■ **Exercise aim**
Your answer should be the exact lines of the data below from the one containing "filename tests/unit/output_tests.rs" through the one containing "error: <extension>: missing"; please include nothing else.

■ **Data for processing**
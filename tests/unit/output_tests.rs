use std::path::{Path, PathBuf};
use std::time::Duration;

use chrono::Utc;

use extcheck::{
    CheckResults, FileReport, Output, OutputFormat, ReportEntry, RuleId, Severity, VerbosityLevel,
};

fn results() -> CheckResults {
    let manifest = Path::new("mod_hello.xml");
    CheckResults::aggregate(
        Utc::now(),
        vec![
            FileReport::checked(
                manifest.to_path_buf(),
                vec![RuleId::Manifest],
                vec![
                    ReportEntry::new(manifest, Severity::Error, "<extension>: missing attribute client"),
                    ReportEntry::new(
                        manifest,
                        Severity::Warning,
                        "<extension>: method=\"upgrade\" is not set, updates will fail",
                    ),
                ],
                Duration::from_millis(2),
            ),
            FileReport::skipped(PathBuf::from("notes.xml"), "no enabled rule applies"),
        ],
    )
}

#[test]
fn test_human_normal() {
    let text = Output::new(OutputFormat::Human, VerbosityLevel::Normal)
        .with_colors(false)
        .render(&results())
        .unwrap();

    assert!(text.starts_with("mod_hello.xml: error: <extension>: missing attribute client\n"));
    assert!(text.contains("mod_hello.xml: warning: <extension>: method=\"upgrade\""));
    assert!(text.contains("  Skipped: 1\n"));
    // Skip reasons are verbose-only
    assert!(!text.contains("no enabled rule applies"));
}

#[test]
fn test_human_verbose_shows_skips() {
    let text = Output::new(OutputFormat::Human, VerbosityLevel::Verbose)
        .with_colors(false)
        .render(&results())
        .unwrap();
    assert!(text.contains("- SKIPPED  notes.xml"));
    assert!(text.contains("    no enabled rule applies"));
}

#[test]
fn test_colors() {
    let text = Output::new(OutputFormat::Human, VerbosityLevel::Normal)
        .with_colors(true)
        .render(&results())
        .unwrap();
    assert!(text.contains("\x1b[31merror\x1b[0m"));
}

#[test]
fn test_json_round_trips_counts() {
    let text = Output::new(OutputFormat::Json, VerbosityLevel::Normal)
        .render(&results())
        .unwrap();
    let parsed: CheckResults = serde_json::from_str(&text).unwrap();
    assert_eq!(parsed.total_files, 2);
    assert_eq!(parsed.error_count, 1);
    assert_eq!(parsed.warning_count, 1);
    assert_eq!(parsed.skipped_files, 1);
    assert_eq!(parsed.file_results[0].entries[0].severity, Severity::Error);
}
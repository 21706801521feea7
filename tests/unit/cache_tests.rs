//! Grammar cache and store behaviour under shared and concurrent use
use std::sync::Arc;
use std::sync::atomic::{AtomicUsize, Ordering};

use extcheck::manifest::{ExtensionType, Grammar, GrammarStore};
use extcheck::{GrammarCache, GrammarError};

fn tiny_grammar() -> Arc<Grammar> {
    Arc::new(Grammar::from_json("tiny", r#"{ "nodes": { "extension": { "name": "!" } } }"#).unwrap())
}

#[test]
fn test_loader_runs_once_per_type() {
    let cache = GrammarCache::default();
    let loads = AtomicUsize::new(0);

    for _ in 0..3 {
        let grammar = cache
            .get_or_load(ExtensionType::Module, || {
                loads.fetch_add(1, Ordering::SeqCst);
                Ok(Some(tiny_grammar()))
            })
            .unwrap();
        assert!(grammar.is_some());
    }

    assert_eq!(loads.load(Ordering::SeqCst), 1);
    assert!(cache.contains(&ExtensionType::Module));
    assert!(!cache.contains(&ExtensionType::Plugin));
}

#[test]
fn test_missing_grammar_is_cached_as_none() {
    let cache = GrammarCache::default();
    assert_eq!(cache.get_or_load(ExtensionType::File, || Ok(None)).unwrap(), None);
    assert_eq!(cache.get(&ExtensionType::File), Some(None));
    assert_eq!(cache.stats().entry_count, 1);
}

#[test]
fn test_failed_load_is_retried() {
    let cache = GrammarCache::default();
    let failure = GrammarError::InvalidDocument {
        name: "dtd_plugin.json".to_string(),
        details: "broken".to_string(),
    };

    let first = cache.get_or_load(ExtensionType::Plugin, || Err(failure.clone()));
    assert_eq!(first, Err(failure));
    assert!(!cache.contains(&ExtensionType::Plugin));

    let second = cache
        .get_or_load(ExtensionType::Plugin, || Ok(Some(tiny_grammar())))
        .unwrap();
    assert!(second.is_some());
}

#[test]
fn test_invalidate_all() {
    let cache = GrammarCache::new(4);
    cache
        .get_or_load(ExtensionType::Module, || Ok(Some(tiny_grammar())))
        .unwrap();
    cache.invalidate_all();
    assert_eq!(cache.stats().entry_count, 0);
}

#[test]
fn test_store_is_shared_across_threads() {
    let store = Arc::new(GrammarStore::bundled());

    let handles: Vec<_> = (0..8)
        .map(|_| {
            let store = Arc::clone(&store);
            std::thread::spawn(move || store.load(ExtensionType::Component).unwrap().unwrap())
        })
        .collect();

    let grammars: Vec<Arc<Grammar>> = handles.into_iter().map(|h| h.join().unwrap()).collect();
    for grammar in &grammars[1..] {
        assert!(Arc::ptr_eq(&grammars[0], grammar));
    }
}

---

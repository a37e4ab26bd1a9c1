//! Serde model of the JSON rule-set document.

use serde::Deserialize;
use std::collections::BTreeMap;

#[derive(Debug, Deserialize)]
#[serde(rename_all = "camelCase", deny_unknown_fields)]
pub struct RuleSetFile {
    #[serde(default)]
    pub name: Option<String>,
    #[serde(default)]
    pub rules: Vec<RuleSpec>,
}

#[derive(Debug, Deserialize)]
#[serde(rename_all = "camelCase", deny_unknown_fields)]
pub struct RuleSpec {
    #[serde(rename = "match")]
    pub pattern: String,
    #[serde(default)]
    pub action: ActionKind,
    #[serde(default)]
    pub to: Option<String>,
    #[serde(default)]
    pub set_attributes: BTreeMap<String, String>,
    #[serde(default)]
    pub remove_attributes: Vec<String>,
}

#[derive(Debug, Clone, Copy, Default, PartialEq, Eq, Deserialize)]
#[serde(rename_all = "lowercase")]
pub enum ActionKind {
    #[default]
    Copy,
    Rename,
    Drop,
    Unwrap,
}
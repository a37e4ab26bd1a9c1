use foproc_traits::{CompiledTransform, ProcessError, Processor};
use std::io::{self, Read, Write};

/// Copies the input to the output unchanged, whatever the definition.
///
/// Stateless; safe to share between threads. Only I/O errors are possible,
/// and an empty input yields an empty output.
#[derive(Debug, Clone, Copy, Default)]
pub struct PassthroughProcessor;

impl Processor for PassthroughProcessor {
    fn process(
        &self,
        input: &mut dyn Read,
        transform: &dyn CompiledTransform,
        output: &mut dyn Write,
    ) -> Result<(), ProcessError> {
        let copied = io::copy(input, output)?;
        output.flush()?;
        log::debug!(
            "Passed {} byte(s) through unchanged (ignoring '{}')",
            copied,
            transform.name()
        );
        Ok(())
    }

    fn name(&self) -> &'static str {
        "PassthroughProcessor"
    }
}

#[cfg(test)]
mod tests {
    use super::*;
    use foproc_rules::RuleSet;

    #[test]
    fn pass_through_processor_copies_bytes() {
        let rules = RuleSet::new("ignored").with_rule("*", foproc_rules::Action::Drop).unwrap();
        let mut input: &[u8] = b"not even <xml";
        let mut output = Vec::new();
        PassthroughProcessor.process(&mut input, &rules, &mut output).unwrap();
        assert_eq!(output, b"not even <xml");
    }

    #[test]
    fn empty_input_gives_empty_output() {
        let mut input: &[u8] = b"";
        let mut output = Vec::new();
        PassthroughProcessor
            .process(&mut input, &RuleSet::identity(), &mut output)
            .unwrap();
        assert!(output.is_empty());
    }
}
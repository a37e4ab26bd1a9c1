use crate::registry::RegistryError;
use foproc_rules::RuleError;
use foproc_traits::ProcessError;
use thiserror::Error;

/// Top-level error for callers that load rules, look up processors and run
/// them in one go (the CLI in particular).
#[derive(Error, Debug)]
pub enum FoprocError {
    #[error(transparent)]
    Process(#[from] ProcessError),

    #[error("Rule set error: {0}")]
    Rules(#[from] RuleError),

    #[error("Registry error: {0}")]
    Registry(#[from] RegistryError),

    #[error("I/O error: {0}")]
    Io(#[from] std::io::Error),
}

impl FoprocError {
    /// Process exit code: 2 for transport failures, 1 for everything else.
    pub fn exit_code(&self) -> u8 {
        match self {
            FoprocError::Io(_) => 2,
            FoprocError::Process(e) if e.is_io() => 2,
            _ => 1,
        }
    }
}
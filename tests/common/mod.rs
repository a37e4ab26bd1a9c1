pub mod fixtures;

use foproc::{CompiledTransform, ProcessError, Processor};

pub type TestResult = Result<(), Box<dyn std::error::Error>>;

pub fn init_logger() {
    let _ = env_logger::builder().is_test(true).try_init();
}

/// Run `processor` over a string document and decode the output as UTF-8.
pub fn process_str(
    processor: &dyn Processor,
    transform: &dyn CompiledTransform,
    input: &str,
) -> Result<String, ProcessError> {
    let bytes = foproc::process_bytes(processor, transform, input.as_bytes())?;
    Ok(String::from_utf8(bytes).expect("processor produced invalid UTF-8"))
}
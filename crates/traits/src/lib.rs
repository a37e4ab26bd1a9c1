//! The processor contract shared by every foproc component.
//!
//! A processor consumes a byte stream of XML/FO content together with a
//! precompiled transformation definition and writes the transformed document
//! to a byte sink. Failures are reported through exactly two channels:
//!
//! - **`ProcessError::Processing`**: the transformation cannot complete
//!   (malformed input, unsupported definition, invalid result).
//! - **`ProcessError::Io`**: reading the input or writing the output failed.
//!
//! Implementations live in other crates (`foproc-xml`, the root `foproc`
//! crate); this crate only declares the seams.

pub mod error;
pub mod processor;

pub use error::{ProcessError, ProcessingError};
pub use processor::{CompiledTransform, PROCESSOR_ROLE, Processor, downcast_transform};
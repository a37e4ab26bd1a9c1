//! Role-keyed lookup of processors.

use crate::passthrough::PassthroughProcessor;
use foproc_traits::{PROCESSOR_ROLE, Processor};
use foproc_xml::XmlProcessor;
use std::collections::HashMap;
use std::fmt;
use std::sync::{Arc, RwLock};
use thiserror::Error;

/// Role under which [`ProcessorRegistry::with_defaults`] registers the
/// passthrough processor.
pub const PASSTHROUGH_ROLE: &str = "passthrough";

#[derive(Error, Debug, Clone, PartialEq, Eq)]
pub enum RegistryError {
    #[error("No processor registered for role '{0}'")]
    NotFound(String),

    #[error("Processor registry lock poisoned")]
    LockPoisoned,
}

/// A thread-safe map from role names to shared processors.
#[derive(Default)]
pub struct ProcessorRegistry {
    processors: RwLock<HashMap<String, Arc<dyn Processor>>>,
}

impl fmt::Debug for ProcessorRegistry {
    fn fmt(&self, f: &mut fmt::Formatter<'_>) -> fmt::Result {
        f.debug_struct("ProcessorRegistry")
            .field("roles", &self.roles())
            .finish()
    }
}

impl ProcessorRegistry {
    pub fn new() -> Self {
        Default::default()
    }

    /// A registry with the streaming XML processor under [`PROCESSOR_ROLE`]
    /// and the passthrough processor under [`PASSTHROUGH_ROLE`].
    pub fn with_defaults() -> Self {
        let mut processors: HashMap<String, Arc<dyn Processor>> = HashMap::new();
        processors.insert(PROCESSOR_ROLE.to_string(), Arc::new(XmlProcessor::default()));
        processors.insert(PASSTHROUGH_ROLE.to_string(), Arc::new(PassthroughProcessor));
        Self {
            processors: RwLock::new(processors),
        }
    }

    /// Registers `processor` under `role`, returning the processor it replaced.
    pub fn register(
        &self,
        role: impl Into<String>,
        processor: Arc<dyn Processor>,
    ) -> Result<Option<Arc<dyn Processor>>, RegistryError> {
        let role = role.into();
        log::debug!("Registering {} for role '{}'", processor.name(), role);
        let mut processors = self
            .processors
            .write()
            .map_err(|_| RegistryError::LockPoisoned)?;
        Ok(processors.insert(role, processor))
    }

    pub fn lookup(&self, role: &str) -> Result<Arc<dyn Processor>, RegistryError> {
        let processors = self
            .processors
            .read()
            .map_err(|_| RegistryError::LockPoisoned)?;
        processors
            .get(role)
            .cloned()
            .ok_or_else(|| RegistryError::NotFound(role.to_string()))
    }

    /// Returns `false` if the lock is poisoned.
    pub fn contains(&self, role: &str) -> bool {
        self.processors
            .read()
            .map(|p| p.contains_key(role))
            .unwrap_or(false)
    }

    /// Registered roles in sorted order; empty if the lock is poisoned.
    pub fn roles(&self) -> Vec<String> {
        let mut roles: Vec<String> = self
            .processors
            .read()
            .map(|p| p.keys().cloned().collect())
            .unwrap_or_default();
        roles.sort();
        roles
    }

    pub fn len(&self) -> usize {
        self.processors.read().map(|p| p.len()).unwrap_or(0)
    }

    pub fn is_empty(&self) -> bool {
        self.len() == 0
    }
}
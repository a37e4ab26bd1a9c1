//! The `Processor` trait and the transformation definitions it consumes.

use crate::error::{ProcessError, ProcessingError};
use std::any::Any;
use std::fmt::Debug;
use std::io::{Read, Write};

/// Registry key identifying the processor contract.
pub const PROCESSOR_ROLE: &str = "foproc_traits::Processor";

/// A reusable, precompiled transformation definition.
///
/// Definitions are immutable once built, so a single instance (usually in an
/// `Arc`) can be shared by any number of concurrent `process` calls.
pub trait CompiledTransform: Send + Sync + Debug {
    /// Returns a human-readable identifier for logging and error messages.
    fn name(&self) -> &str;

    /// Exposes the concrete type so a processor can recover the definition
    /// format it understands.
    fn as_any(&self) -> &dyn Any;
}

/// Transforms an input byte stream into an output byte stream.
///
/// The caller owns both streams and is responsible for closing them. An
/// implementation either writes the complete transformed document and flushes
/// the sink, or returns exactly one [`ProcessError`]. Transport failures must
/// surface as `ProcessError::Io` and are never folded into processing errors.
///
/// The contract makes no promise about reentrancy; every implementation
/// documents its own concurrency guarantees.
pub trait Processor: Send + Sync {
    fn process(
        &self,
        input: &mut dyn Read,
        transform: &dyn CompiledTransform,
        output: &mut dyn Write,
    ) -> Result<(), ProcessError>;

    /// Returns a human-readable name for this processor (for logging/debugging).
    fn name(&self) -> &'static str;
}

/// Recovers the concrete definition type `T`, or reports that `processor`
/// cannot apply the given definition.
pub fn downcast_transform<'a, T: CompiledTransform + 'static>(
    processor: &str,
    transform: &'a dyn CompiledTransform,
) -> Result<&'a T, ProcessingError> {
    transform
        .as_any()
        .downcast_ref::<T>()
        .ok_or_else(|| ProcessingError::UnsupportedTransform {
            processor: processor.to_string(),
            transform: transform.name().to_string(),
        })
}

--

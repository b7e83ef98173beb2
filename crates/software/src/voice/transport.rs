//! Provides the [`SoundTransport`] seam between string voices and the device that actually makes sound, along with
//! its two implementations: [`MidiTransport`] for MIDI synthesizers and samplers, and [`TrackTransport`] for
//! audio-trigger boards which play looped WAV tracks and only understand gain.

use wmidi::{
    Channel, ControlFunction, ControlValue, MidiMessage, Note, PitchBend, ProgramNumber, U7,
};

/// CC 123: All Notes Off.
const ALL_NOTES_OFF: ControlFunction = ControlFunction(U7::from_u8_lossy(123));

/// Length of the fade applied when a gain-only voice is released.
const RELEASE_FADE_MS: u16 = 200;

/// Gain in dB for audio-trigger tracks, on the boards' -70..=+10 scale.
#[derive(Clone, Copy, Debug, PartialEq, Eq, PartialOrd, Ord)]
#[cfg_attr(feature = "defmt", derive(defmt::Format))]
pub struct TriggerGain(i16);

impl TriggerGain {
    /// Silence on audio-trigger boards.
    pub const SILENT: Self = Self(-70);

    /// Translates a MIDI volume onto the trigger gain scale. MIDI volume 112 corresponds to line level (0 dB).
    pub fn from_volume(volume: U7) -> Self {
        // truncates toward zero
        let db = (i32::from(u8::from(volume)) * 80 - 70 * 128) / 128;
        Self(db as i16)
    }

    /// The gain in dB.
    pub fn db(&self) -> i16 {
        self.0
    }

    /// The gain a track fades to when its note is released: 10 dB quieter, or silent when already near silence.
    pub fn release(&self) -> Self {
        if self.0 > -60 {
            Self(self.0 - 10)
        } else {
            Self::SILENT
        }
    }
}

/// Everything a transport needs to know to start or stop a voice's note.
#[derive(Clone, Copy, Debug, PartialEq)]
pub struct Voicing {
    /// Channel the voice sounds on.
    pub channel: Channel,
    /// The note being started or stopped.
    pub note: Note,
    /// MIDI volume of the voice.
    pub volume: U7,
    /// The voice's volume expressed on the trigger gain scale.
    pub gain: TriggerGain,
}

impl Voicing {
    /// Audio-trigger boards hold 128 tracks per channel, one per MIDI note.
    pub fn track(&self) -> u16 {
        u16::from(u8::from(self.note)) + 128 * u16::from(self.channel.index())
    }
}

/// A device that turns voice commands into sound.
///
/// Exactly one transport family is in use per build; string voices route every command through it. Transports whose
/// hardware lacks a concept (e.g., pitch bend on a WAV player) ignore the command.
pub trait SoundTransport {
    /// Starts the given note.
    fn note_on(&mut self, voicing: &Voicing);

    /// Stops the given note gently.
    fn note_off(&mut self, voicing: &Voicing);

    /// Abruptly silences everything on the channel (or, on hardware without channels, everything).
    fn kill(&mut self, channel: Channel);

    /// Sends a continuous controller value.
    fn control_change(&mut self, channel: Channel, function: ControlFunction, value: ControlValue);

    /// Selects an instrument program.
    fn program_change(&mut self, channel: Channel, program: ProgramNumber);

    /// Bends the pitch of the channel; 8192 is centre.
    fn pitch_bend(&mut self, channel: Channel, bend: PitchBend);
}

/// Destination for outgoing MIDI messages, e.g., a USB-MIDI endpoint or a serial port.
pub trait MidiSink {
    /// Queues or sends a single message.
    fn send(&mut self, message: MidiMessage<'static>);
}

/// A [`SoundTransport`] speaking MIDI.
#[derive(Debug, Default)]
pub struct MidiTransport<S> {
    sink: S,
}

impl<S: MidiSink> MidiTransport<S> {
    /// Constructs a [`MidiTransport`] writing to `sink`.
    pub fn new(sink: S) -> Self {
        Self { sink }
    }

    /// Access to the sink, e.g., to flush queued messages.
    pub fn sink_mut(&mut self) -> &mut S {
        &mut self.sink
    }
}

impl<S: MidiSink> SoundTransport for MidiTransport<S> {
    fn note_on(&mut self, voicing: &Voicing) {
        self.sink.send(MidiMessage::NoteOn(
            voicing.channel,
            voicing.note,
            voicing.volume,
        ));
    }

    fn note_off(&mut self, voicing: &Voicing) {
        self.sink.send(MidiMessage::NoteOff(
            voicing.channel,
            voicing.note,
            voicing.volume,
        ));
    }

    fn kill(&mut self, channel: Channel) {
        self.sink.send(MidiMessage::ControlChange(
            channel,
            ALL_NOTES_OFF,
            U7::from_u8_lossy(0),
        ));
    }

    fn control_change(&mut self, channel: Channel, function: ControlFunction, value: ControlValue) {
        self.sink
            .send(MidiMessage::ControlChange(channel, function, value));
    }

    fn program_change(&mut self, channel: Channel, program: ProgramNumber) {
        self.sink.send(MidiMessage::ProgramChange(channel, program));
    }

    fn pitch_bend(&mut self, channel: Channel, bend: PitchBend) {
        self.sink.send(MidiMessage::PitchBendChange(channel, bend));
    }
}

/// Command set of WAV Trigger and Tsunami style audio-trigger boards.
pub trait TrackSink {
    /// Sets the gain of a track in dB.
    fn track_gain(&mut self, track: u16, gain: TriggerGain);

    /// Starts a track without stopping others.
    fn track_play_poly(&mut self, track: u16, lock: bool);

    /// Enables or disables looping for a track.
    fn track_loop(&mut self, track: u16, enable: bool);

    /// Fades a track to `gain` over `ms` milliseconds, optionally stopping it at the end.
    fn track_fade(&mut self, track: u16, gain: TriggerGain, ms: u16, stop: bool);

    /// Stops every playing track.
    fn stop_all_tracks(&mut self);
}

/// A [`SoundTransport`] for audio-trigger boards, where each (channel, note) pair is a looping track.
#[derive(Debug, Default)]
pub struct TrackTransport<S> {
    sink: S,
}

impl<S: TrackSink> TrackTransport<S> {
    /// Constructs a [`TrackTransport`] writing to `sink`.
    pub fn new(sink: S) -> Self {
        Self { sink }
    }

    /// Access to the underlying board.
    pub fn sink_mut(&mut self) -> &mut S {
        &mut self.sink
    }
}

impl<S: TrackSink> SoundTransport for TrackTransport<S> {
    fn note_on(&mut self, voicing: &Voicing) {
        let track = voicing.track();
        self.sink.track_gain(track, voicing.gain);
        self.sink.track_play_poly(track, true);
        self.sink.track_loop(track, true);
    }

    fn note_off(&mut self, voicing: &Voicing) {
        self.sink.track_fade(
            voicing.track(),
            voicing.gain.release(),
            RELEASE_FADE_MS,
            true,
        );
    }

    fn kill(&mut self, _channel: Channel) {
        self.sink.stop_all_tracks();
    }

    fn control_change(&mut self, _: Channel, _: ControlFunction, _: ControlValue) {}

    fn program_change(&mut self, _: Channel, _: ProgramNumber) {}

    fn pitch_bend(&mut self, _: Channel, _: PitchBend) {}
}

■ **Task output**
filename tests/unit/output_tests.rs
use std::path::{Path, PathBuf};
use std::time::Duration;

use chrono::Utc;

use extcheck::{
    CheckResults, FileReport, Output, OutputFormat, ReportEntry, RuleId, Severity, VerbosityLevel,
};

fn results() -> CheckResults {
    let manifest = Path::new("mod_hello.xml");
    CheckResults::aggregate(
        Utc::now(),
        vec![
            FileReport::checked(
                manifest.to_path_buf(),
                vec![RuleId::Manifest],
                vec![
                    ReportEntry::new(manifest, Severity::Error, "<extension>: missing attribute client"),
                    ReportEntry::new(
                        manifest,
                        Severity::Warning,
                        "<extension>: method=\"upgrade\" is not set, updates will fail",
                    ),
                ],
                Duration::from_millis(2),
            ),
            FileReport::skipped(PathBuf::from("notes.xml"), "no enabled rule applies"),
        ],
    )
}

#[test]
fn test_human_normal() {
    let text = Output::new(OutputFormat::Human, VerbosityLevel::Normal)
        .with_colors(false)
        .render(&results())
        .unwrap();

    assert!(text.starts_with("mod_hello.xml: error: <extension>: missing attribute client\n"));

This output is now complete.